À partir d'Osnabrück, c'est le Westfälischer Jakobsweg En direction du Rhin ; sinon, la Via Coloniensis vers Cologne. De là, le trajet se poursuit à travers la France : sur la Via Turonensis en passant par Tours et Bordeaux jusqu'aux Pyrénées, où le Camino Francés qui prend le relais pour la dernière étape jusqu'à Saint-Jacques-de-Compostelle. Les 3 192 kilomètres indiqués sur le panneau de départ ne sont donc pas un chiffre fantaisiste, mais un itinéraire à suivre.
Préparation et informations pratiques
Le chemin est toute l'année Faisable — la neige est rare, mais le vent, lui, est immanquable. C'est de mai à septembre que les conditions sont les plus agréables pour courir ; en hiver, de nombreux hébergements sont fermés. Prépare-toi à affronter des vents contraires dans les marais et emporte une veste vraiment coupe-vent, pas seulement une veste de pluie.

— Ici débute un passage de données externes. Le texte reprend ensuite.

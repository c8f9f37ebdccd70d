use std::future::Future;
use std::io;
use std::path::Path;
use std::sync::Arc;
use std::time::Duration;

use anyhow::{Context, Result};

use crate::agent::Agent;
use crate::config::{AgentConfig, Credentials};
use crate::forum::reddit::RedditClient;
use crate::http_client::build_http_client;
use crate::llm_client::LlmClient;
use crate::persona::PersonaState;

/// A fully wired agent, ready for `run_loop`.
pub struct BackendRuntime {
    pub agent: Agent,
}

impl BackendRuntime {
    /// Authenticate, resume persona progress and build the agent. Every error here is
    /// fatal to the process; nothing has been posted yet.
    pub async fn bootstrap(config: AgentConfig, credentials: Credentials) -> Result<Self> {
        config.validate().context("invalid configuration")?;

        let timeout = Duration::from_secs(config.http_timeout_secs);
        let http = build_http_client(&credentials.user_agent, Some(timeout))
            .context("failed to build HTTP client")?;

        let reddit = Arc::new(RedditClient::new(http.clone(), &credentials));
        let user = reddit
            .authenticate()
            .await
            .context("platform authentication failed")?;
        tracing::info!("Authenticated as u/{}", user.name);

        let llm = Arc::new(LlmClient::new(
            config.llm_api_url.clone(),
            credentials.llm_api_key.clone(),
            config.llm_model.clone(),
            config.llm_temperature,
            config.llm_max_tokens,
            http,
        ));
        tracing::info!("Using model {}", llm.model());

        let persona = resume_persona(config.persona_checkpoint_path.as_deref())?;
        tracing::info!("Persona: {}", persona.summary());

        let agent = Agent::new(config, reddit, llm, persona).context("failed to build agent")?;
        Ok(Self { agent })
    }

    pub async fn run(mut self, shutdown: flume::Receiver<()>) {
        self.agent.run_loop(shutdown).await;
    }
}

/// Send one shutdown notice when `signal` fires. If the handler cannot be installed the
/// sender is held forever, so the loop keeps running instead of exiting.
pub async fn forward_interrupt<F>(signal: F, shutdown: flume::Sender<()>)
where
    F: Future<Output = io::Result<()>>,
{
    match signal.await {
        Ok(()) => {
            tracing::info!("Interrupt received, stopping");
            let _ = shutdown.send_async(()).await;
        }
        Err(e) => {
            tracing::error!("Failed to listen for interrupt: {}", e);
            let _held = shutdown;
            std::future::pending::<()>().await;
        }
    }
}

/// Seed state unless a checkpoint path is configured and the file exists.
fn resume_persona(checkpoint: Option<&str>) -> Result<PersonaState> {
    let Some(path) = checkpoint else {
        return Ok(PersonaState::seed());
    };
    match PersonaState::load_checkpoint(Path::new(path))? {
        Some(persona) => {
            tracing::info!("Resumed persona from {}", path);
            Ok(persona)
        }
        None => {
            tracing::info!("No checkpoint at {}, starting from day 1", path);
            Ok(PersonaState::seed())
        }
    }
}
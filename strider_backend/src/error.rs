use thiserror::Error;

use crate::generator::ParseFailure;

// ─── Startup (fatal) ─────────────────────────────────────────────────────────

#[derive(Debug, Error)]
pub enum ConfigError {
    #[error("missing required environment variable {0}")]
    MissingEnv(&'static str),

    #[error("invalid config value for {field}: {reason}")]
    Invalid { field: &'static str, reason: String },

    #[error("failed to read checkpoint {path}: {reason}")]
    Checkpoint { path: String, reason: String },
}

impl ConfigError {
    pub fn invalid(field: &'static str, reason: impl Into<String>) -> Self {
        Self::Invalid {
            field,
            reason: reason.into(),
        }
    }
}

#[derive(Debug, Error)]
pub enum AuthError {
    #[error("platform rejected credentials ({status}): {body}")]
    Rejected { status: u16, body: String },

    #[error("token endpoint unreachable: {0}")]
    Transport(String),
}

// ─── Recoverable (caught by the control loop) ────────────────────────────────

#[derive(Debug, Error)]
pub enum GenerationFailure {
    #[error("generation request failed: {0:#}")]
    Upstream(anyhow::Error),

    #[error("generation output unusable: {0}")]
    Unparseable(#[from] ParseFailure),
}

#[derive(Debug, Error)]
pub enum PublishFailure {
    #[error("r/{destination} rejected submission: {message}")]
    Rejected {
        destination: String,
        message: String,
    },

    #[error("r/{destination} rejected all {attempts} tag alternatives, last error: {last}")]
    TagRetriesExhausted {
        destination: String,
        attempts: usize,
        last: String,
    },
}

#[derive(Debug, Error)]
pub enum DiscoveryFailure {
    #[error("listing r/{destination}/{order} failed: {message}")]
    Listing {
        destination: String,
        order: &'static str,
        message: String,
    },
}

Le point le plus important à prendre en compte lors de la planification est la Ferry sur l'Elbe : Glückstadt–Wischhafen: Elle circule toute l'année et à une fréquence élevée, mais vérifie le Horaires pour le jour de ton arrivée. Ton Carte de pèlerin Tu peux obtenir des informations sur l'hébergement auprès du centre des pèlerins situé au nord, à St. Jacobi à Hambourg, qui gère le parcours ; tu trouveras des tampons dans les paroisses, les offices de tourisme et les auberges le long du parcours.
Les étapes peuvent être organisées de manière flexible, car presque toutes les localités sont desservies par le train ou le bus. Le plus simple est de le faire directement dans l'application Camino Ninja, où tu peux composer tes étapes et réserver d'emblée les hébergements adaptés.
Ce que te coûte ce trajet
Le nord de l'Allemagne est abordable, mais ce n'est pas l'Espagne : il faut s'attendre à 55 à 90 € par jour pour l'hébergement et les repas (chiffres d'août 2026). Les hébergements de pèlerinage gérés par l'Église et les pensions modestes se situent nettement en dessous de ce montant, tandis que les hôtels de Flensburg, Schleswig et Glückstadt se situent au-dessus. À cela s'ajoute un seul titre de transport : le ferry sur l'Elbe coûte 3,00 € pour les piétons (au mois d'août 2026).
Comment s'y rendre
Flensburg est facilement accessible par les transports longue distance ; de là, des bus régionaux vous conduisent en quelques minutes à la frontière, à Kruså. Une fois arrivé, la gare la plus proche est celle de Harsefeld : la ligne EVB la relie à Buxtehude et à Bremervörde, et depuis Buxtehude, le S-Bahn dessert Hambourg.
- Train pour Flensburg: Deutsche Bahn— Correspondances et billets.
- Retour depuis Harsefeld: Deutsche Bahn— en passant par Buxtehude, jusqu'à Hambourg.
- Bac sur l'Elbe reliant Glückstadt à Wischhafen: FRS, traversier sur l'Elbe— Horaires et tarifs.